If you’ve managed to make it this far into this website the chances are that you know that whisky is an alcoholic beverage. The information on this page is not sufficient to make you a leading expert, but will certainly lay the foundations for you to become an anorak. Most importantly, however, it is intended to help you enjoy and appreciate the greatest drink in the world. If you don’t understand a term, try the glossary and if that doesn’t help then use your computer to harness the immense power of the world wide web and look it up yourself. If all else fails, just email us and we will probably know the answer. So without any further ado… let’s get into some whisky history.
Whisky, as we know it today, is a distilled spirit made from grain and matured in oak. Distillation does not make alcohol, fermentation makes alcohol. The use of fermentation to make alcoholic beverages has existed since Neolithic times and has been documented as far back as 7000 BC in China. However, it seems that people were happy to drink beer and wine for the next 8000 years because the earliest documented distillation of alcohol was in 13th century Italy where some monks distilled wine into the earliest form of brandy. Drunken monks can’t keep secrets and soon the art of distilling spread to monasteries across Europe under the guise of “medicine”. By 1405, the Irish were making whisky, and in 1494 we have a record of Friar John Cor in Scotland ordering enough malt to make 500 bottles of Scotch. Whisky is an anglicisation of the Gaelic word uisge meaning water, from the term uisge beatha, meaning water of life. This was the common name of distilled spirits in those days.

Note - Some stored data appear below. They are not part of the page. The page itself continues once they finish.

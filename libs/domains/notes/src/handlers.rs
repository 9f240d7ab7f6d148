use axum::{
    Json, Router,
    extract::{Path, Query, State},
    http::{HeaderMap, StatusCode},
    response::IntoResponse,
    routing::get,
};
use axum_helpers::{
    PaginationQuery, ValidatedJson,
    errors::responses::{
        BadRequestPaginationResponse, BadRequestValidationResponse, ConflictResponse,
        InternalServerErrorResponse, NotFoundResponse,
    },
    pagination_header_map,
};
use serde_json::Value;
use std::sync::Arc;
use utoipa::OpenApi;

use mongo_repository::{ConvertOptions, convert_object};
use pagination::pagination_headers;

use crate::error::NoteResult;
use crate::models::{CreateNote, Note, NoteFilter, NoteView, UpdateNote};
use crate::service::NoteService;

/// OpenAPI documentation for the Notes API
#[derive(OpenApi)]
#[openapi(
    paths(
        list_notes,
        create_note,
        count_notes,
        export_notes,
        get_note,
        update_note,
        delete_note,
        purge_note,
    ),
    components(
        schemas(NoteView, CreateNote, UpdateNote, NoteFilter),
        responses(
            NotFoundResponse,
            BadRequestValidationResponse,
            BadRequestPaginationResponse,
            ConflictResponse,
            InternalServerErrorResponse
        )
    ),
    tags(
        (name = "Notes", description = "Note management endpoints (MongoDB)")
    )
)]
pub struct ApiDoc;

/// Create the notes router with all HTTP endpoints
pub fn router(service: NoteService) -> Router {
    let shared_service = Arc::new(service);

    Router::new()
        .route("/", get(list_notes).post(create_note))
        .route("/count", get(count_notes))
        .route("/export", get(export_notes))
        .route(
            "/{id}",
            get(get_note).put(update_note).delete(delete_note),
        )
        .route("/{id}/purge", axum::routing::delete(purge_note))
        .with_state(shared_service)
}

/// Sanitize a note for external consumption.
fn to_view(note: &Note) -> Value {
    convert_object(note, &ConvertOptions::default())
}

/// List one page of notes
///
/// Pagination state is reported through the `x-pagination-*` response
/// headers.
#[utoipa::path(
    get,
    path = "",
    tag = "Notes",
    params(
        NoteFilter,
        ("page" = Option<u64>, Query, description = "1-based page number"),
        ("pageSize" = Option<u64>, Query, description = "Records per page (max 100)"),
    ),
    responses(
        (status = 200, description = "One page of notes", body = Vec<NoteView>),
        (status = 400, response = BadRequestPaginationResponse),
        (status = 500, response = InternalServerErrorResponse)
    )
)]
async fn list_notes(
    State(service): State<Arc<NoteService>>,
    Query(filter): Query<NoteFilter>,
    PaginationQuery(window): PaginationQuery,
) -> NoteResult<(HeaderMap, Json<Value>)> {
    let (notes, total) = service.list_notes(filter, window).await?;

    let headers = pagination_header_map(&pagination_headers(Some(&window), Some(total)));
    let body = notes.iter().map(to_view).collect();
    Ok((headers, Json(Value::Array(body))))
}

/// Create a new note
#[utoipa::path(
    post,
    path = "",
    tag = "Notes",
    request_body = CreateNote,
    responses(
        (status = 201, description = "Note created successfully", body = NoteView),
        (status = 400, response = BadRequestValidationResponse),
        (status = 409, response = ConflictResponse),
        (status = 500, response = InternalServerErrorResponse)
    )
)]
async fn create_note(
    State(service): State<Arc<NoteService>>,
    ValidatedJson(input): ValidatedJson<CreateNote>,
) -> NoteResult<impl IntoResponse> {
    let note = service.create_note(input).await?;
    Ok((StatusCode::CREATED, Json(to_view(&note))))
}

/// Count notes matching the filter
#[utoipa::path(
    get,
    path = "/count",
    tag = "Notes",
    params(NoteFilter),
    responses(
        (status = 200, description = "Number of matching notes"),
        (status = 500, response = InternalServerErrorResponse)
    )
)]
async fn count_notes(
    State(service): State<Arc<NoteService>>,
    Query(filter): Query<NoteFilter>,
) -> NoteResult<Json<Value>> {
    let count = service.count_notes(filter).await?;
    Ok(Json(serde_json::json!({ "count": count })))
}

/// Export every matching note
///
/// Walks all pages server-side and returns the full result set.
#[utoipa::path(
    get,
    path = "/export",
    tag = "Notes",
    params(NoteFilter),
    responses(
        (status = 200, description = "All matching notes", body = Vec<NoteView>),
        (status = 500, response = InternalServerErrorResponse)
    )
)]
async fn export_notes(
    State(service): State<Arc<NoteService>>,
    Query(filter): Query<NoteFilter>,
) -> NoteResult<Json<Value>> {
    let notes = service.export_notes(filter).await?;
    let body = notes.iter().map(to_view).collect();
    Ok(Json(Value::Array(body)))
}

/// Get a note by ID
#[utoipa::path(
    get,
    path = "/{id}",
    tag = "Notes",
    params(
        ("id" = String, Path, description = "Note ID (hex ObjectId)")
    ),
    responses(
        (status = 200, description = "Note found", body = NoteView),
        (status = 404, response = NotFoundResponse),
        (status = 500, response = InternalServerErrorResponse)
    )
)]
async fn get_note(
    State(service): State<Arc<NoteService>>,
    Path(id): Path<String>,
) -> NoteResult<Json<Value>> {
    let note = service.get_note(&id).await?;
    Ok(Json(to_view(&note)))
}

/// Update a note
#[utoipa::path(
    put,
    path = "/{id}",
    tag = "Notes",
    params(
        ("id" = String, Path, description = "Note ID (hex ObjectId)")
    ),
    request_body = UpdateNote,
    responses(
        (status = 200, description = "Note updated successfully", body = NoteView),
        (status = 400, response = BadRequestValidationResponse),
        (status = 404, response = NotFoundResponse),
        (status = 500, response = InternalServerErrorResponse)
    )
)]
async fn update_note(
    State(service): State<Arc<NoteService>>,
    Path(id): Path<String>,
    ValidatedJson(input): ValidatedJson<UpdateNote>,
) -> NoteResult<Json<Value>> {
    let note = service.update_note(&id, input).await?;
    Ok(Json(to_view(&note)))
}

/// Soft-delete a note
#[utoipa::path(
    delete,
    path = "/{id}",
    tag = "Notes",
    params(
        ("id" = String, Path, description = "Note ID (hex ObjectId)")
    ),
    responses(
        (status = 204, description = "Note deleted successfully"),
        (status = 404, response = NotFoundResponse),
        (status = 500, response = InternalServerErrorResponse)
    )
)]
async fn delete_note(
    State(service): State<Arc<NoteService>>,
    Path(id): Path<String>,
) -> NoteResult<StatusCode> {
    service.delete_note(&id).await?;
    Ok(StatusCode::NO_CONTENT)
}

/// Permanently delete a note
///
/// Removes the record itself, including notes that were previously
/// soft-deleted.
#[utoipa::path(
    delete,
    path = "/{id}/purge",
    tag = "Notes",
    params(
        ("id" = String, Path, description = "Note ID (hex ObjectId)")
    ),
    responses(
        (status = 204, description = "Note permanently removed"),
        (status = 404, response = NotFoundResponse),
        (status = 500, response = InternalServerErrorResponse)
    )
)]
async fn purge_note(
    State(service): State<Arc<NoteService>>,
    Path(id): Path<String>,
) -> NoteResult<StatusCode> {
    service.purge_note(&id).await?;
    Ok(StatusCode::NO_CONTENT)
}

A few major events over the years drove the industry and shaped it to how we know it today. First, Henry VIII banned the Catholics and shut down the monasteries in the early to mid-1500s. This meant that the newly independent monks began making liquor for cash to survive, and whisky was being made in various homes and on farms all over Scotland. For the next 300 years, the industry existed on various sides of the law in order to avoid taxation, until in 1823 the Excise Act was passed, legalising distillation and in so doing kick-starting the industry as we know it today. Finally, in the 1880’s the phylloxera pest wiped out the French brandy industry. This created the gap for Scotch whisky and just like that, they were off. Brandy and Cognac have never quite recovered.